Effects of preconditioning with phosphodiesterase-5 inhibitor on the Biological Properties of human amniotic mesenchymal stem cells
10.3969/j.issn.1006-5725.2014.09.011
- VernacularTitle:PDE5抑制剂伐地那非预处理对人羊膜间充质干细胞生物学特性的影响
- Author:
Huangfei YU
;
Jimei FENG
;
Ning FANG
;
Yujie ZHAO
;
Limei YU
- Publication Type:Journal Article
- Keywords:
human amniotic mesenchymal stem cells;
cyclic guanosine monophosphate;
phosphodiesterase-5 inhibitor;
precondition
- From:
The Journal of Practical Medicine
2014;(9):1376-1380
- CountryChina
- Language:Chinese
-
Abstract:
Objective To investigate the biological properties of human amniotic mesenchymal stem cells (hAMSCs) which were preconditioned with phosphodiesterase-5 inhibitor (Vardenfil). Methods hAMSCs were in vitro isolated and cultured, hAMSCs were pre-treated with vardenfil in final concentration of 10 μmol/L. The morphology of Vard-hAMSCs was observed, and the immunological characteristics, proliferative capacity, and ability of anti-oxidative damage of hAMSCs and Vard-hAMSCs were analyzed by flow cytometry. Double labeling immunofluorescent staining was used to count the differences of differential potential between neural cells of hAMSCs and Vard-hAMSCs.
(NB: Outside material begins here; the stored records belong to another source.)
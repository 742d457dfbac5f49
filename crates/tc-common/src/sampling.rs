//! Probabilistic admission control.

use std::sync::Arc;

/// Source of uniform random numbers in `[0, 1)`.
///
/// Implemented for any `Fn() -> f64`, so tests can inject a fixed sequence.
pub trait RandomSource: Send + Sync {
    fn next_f64(&self) -> f64;
}

impl<F> RandomSource for F
where
    F: Fn() -> f64 + Send + Sync,
{
    fn next_f64(&self) -> f64 {
        self()
    }
}

/// Thread-local generator from `rand`.
#[derive(Debug, Clone, Copy, Default)]
pub struct ThreadRandom;

impl RandomSource for ThreadRandom {
    fn next_f64(&self) -> f64 {
        rand::random::<f64>()
    }
}

/// Shared handle to a random source.
pub type SharedRandom = Arc<dyn RandomSource>;

/// The default random source.
pub fn default_random() -> SharedRandom {
    Arc::new(ThreadRandom)
}

/// Decide whether a record is admitted at `probability`.
///
/// `probability >= 1` always admits and `probability <= 0` always rejects,
/// without consulting the random source. Otherwise one number is drawn and the
/// record is admitted if it is strictly below the probability. NaN rejects.
pub fn admits(probability: f64, random: &dyn RandomSource) -> bool {
    if probability >= 1.0 {
        return true;
    }
    if probability <= 0.0 {
        return false;
    }
    random.next_f64() < probability
}
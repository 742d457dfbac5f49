//! Correlation id resolution.

/// Supplies the ambient correlation id, polled once per emit or log call.
///
/// Implemented for any `Fn() -> Option<String>`.
pub trait CorrelationProvider: Send + Sync {
    fn current(&self) -> Option<String>;
}

impl<F> CorrelationProvider for F
where
    F: Fn() -> Option<String> + Send + Sync,
{
    fn current(&self) -> Option<String> {
        self()
    }
}

/// Resolve a correlation id: the explicit id wins, then the provider's current
/// id, otherwise none.
pub fn resolve_correlation_id(
    explicit: Option<&str>,
    provider: Option<&dyn CorrelationProvider>,
) -> Option<String> {
    if let Some(id) = explicit {
        return Some(id.to_string());
    }
    provider.and_then(|p| p.current())
}

/// Generate a fresh correlation id.
pub fn generate_correlation_id() -> String {
    let uuid = uuid::Uuid::new_v4().simple().to_string();
    // Shorten to the first 16 hex chars for readability
    format!("corr-{}", &uuid[..16])
}

#[cfg(test)]
mod tests {
    use super::*;

    #[test]
    fn test_explicit_wins() {
        let provider = || Some("from-provider".to_string());
        let id = resolve_correlation_id(Some("explicit"), Some(&provider));
        assert_eq!(id.as_deref(), Some("explicit"));
    }

    #[test]
    fn test_provider_fallback() {
        let provider = || Some("from-provider".to_string());
        let id = resolve_correlation_id(None, Some(&provider));
        assert_eq!(id.as_deref(), Some("from-provider"));
    }

    #[test]
    fn test_absent_without_provider() {
        assert_eq!(resolve_correlation_id(None, None), None);
        let empty = || -> Option<String> { None };
        assert_eq!(resolve_correlation_id(None, Some(&empty)), None);
    }

    #[test]
    fn test_generate_correlation_id() {
        let a = generate_correlation_id();
        let b = generate_correlation_id();
        assert!(a.starts_with("corr-"));
        assert_eq!(a.len(), 21);
        assert_ne!(a, b);
    }
}
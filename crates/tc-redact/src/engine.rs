//! Main redaction engine.
//!
//! Redaction runs in three passes over a fresh clone:
//!
//! 1. **Clone and collect**: walk the payload graph, copying every value,
//!    substituting the circular and truncated markers, and recording the path
//!    of every sensitive key. Sensitive values are still copied here.
//! 2. **Key pass**: replace the value at every recorded path with the censor.
//! 3. **Pattern pass**: apply each pattern, in order, to every string leaf.
//!
//! The input is only ever read, so the output is structurally independent of
//! it.

use std::panic::{self, AssertUnwindSafe};

use regex::Regex;
use serde_json::{Map, Number, Value};
use tracing::warn;

use crate::{Fingerprint, Payload, RedactionConfig, RedactionError};

/// One step of a path from the root of the clone.
#[derive(Debug, Clone, PartialEq, Eq)]
enum Segment {
    Key(String),
    Index(usize),
}

fn render_path(path: &[Segment]) -> String {
    let mut out = String::from("$");
    for segment in path {
        match segment {
            Segment::Key(key) => {
                out.push('.');
                out.push_str(key);
            }
            Segment::Index(i) => out.push_str(&format!("[{}]", i)),
        }
    }
    out
}

/// Compiled redaction policy.
#[derive(Debug)]
pub struct Redactor {
    config: RedactionConfig,
}

impl Redactor {
    pub fn new(config: RedactionConfig) -> Self {
        Self { config }
    }

    pub fn config(&self) -> &RedactionConfig {
        &self.config
    }

    pub fn fingerprint(&self) -> Fingerprint {
        self.config.fingerprint()
    }

    /// Produce a sanitized clone of `value`.
    ///
    /// Never fails: traversal errors are reported to the error hook and the
    /// offending node becomes `null`.
    pub fn redact(&self, value: &Payload) -> Value {
        if !value.is_container() {
            return self.redact_scalar(value);
        }

        let mut walk = Walk::new(self);
        let mut clone = walk.clone_node(value, 0);
        for path in &walk.key_paths {
            replace_at(&mut clone, path, &self.config.censor);
        }
        if !self.config.patterns().is_empty() {
            self.scrub_strings(&mut clone);
        }
        clone
    }

    /// Convenience wrapper for plain JSON input.
    pub fn redact_json(&self, value: &Value) -> Value {
        self.redact(&Payload::from(value))
    }

    /// Apply the patterns to one string.
    pub fn redact_str(&self, text: &str) -> String {
        apply_patterns(self.config.patterns(), text, &self.config.censor)
    }

    fn redact_scalar(&self, value: &Payload) -> Value {
        match value {
            Payload::String(s) => Value::String(self.redact_str(s)),
            other => match scalar_to_json(other) {
                Ok(v) => v,
                Err(err) => {
                    self.report(&err);
                    Value::Null
                }
            },
        }
    }

    fn scrub_strings(&self, value: &mut Value) {
        match value {
            Value::String(s) => {
                let scrubbed = self.redact_str(s);
                if scrubbed != *s {
                    *s = scrubbed;
                }
            }
            Value::Array(items) => items.iter_mut().for_each(|v| self.scrub_strings(v)),
            Value::Object(map) => map.values_mut().for_each(|v| self.scrub_strings(v)),
            _ => {}
        }
    }

    fn report(&self, err: &RedactionError) {
        match &self.config.on_redaction_error {
            Some(hook) => {
                // A panicking hook must not escape into the caller of emit/log.
                if panic::catch_unwind(AssertUnwindSafe(|| hook(err))).is_err() {
                    warn!(error = %err, "redaction error hook panicked");
                }
            }
            None => warn!(error = %err, "redaction error"),
        }
    }
}

/// Replace every match of every pattern, in declaration order.
fn apply_patterns(patterns: &[Regex], text: &str, censor: &str) -> String {
    let mut out = text.to_string();
    for pattern in patterns {
        if pattern.is_match(&out) {
            out = pattern.replace_all(&out, regex::NoExpand(censor)).into_owned();
        }
    }
    out
}

fn scalar_to_json(value: &Payload) -> Result<Value, RedactionError> {
    Ok(match value {
        Payload::Null => Value::Null,
        Payload::Bool(b) => Value::Bool(*b),
        Payload::Int(i) => Value::Number((*i).into()),
        Payload::UInt(u) => Value::Number((*u).into()),
        Payload::Float(x) => match Number::from_f64(*x) {
            Some(n) => Value::Number(n),
            None => {
                return Err(RedactionError::NonFiniteNumber {
                    path: "$".to_string(),
                })
            }
        },
        Payload::String(s) => Value::String(s.clone()),
        Payload::List(_) | Payload::Map(_) => Value::Null,
    })
}

/// Walk `path` into `root` and overwrite the target with `censor`.
/// A path that no longer resolves (an ancestor was already censored) is skipped.
fn replace_at(root: &mut Value, path: &[Segment], censor: &str) {
    let mut node = root;
    for segment in path {
        let next = match (segment, node) {
            (Segment::Key(key), Value::Object(map)) => map.get_mut(key),
            (Segment::Index(i), Value::Array(items)) => items.get_mut(*i),
            _ => None,
        };
        match next {
            Some(child) => node = child,
            None => return,
        }
    }
    *node = Value::String(censor.to_string());
}

/// State of the clone-and-collect pass.
struct Walk<'a> {
    redactor: &'a Redactor,
    /// Identities of the containers on the current path.
    ancestors: Vec<usize>,
    path: Vec<Segment>,
    key_paths: Vec<Vec<Segment>>,
}

impl<'a> Walk<'a> {
    fn new(redactor: &'a Redactor) -> Self {
        Self {
            redactor,
            ancestors: Vec::new(),
            path: Vec::new(),
            key_paths: Vec::new(),
        }
    }

    fn config(&self) -> &RedactionConfig {
        &self.redactor.config
    }

    /// With `max_depth == 0` the root is kept and every child is truncated.
    fn truncates_children_of_root(&self, depth: usize) -> bool {
        depth == 0 && self.config().max_depth == Some(0)
    }

    fn container_marker(&self, node: &Payload, depth: usize) -> Option<Value> {
        let id = node.container_id()?;
        if self.ancestors.contains(&id) {
            return Some(Value::String(self.config().circular_marker.clone()));
        }
        match self.config().max_depth {
            Some(0) if depth == 0 => None,
            Some(max) if depth >= max => {
                Some(Value::String(self.config().truncated_marker.clone()))
            }
            _ => None,
        }
    }

    fn clone_node(&mut self, node: &Payload, depth: usize) -> Value {
        if let Some(marker) = self.container_marker(node, depth) {
            return marker;
        }

        match node {
            Payload::Map(map) => {
                let guard = map.read().unwrap_or_else(|poisoned| {
                    self.fail(RedactionError::PoisonedContainer {
                        path: render_path(&self.path),
                    });
                    poisoned.into_inner()
                });
                let id = node.container_id().unwrap_or_default();
                self.ancestors.push(id);
                let mut out = Map::new();
                for (key, child) in guard.iter() {
                    self.path.push(Segment::Key(key.clone()));
                    if self.config().is_sensitive_key(key) {
                        self.key_paths.push(self.path.clone());
                    }
                    let value = self.clone_child(child, depth);
                    self.path.pop();
                    out.insert(key.clone(), value);
                }
                self.ancestors.pop();
                Value::Object(out)
            }
            Payload::List(list) => {
                let guard = list.read().unwrap_or_else(|poisoned| {
                    self.fail(RedactionError::PoisonedContainer {
                        path: render_path(&self.path),
                    });
                    poisoned.into_inner()
                });
                let id = node.container_id().unwrap_or_default();
                self.ancestors.push(id);
                let mut out = Vec::with_capacity(guard.len());
                for (index, child) in guard.iter().enumerate() {
                    self.path.push(Segment::Index(index));
                    let value = self.clone_child(child, depth);
                    self.path.pop();
                    out.push(value);
                }
                self.ancestors.pop();
                Value::Array(out)
            }
            scalar => match scalar_to_json(scalar) {
                Ok(value) => value,
                Err(_) => {
                    self.fail(RedactionError::NonFiniteNumber {
                        path: render_path(&self.path),
                    });
                    Value::Null
                }
            },
        }
    }

    fn clone_child(&mut self, child: &Payload, parent_depth: usize) -> Value {
        if self.truncates_children_of_root(parent_depth) {
            return Value::String(self.config().truncated_marker.clone());
        }
        self.clone_node(child, parent_depth + 1)
    }

    fn fail(&self, err: RedactionError) {
        self.redactor.report(&err);
    }
}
Results (1)Flow cytometry revealed that both hAMSCs and Vard-hAMSCs positively expressed CD90、CD105 and CD73, and negatively expressed CD34、CD45、CD11b and HLA-DR. The SPF and PI in Vard-hAMSCs group were (0.57 ± 0.40)% and (2.20 ± 1.60)% respectively, there was no statistical significance compared with hAMSCs group; (2)After 4 hours treated by H2O2, the apoptosis rate in Vard-hAMSCs group were (7.67 ± 0.82)%,which were markedly lower than that in the hAMSCs group and specific blocker group; (3)Under the same induction condition, positive rates of MAP-2 and GFAP in Vard-hAMSCs group were (49.8 ± 6.42)%and (55.2 ± 6.10)% respectively detected by double labeling immunofluorescent staining, which were significantly higher than the control group. Conclusion The strategy that hAMSCs are treated with vandenfil can enrich the ability of anti-oxidative damage and the differential potential for neural cells in a certain time, and the morphology, immunological characteristics, proliferative capacity of Vard-hAMSCs have no significant change. It suggests that pre-treatment with vandenfil may provide a optimized experimental strategey for hAMSCs which were used to treat nervous system disease.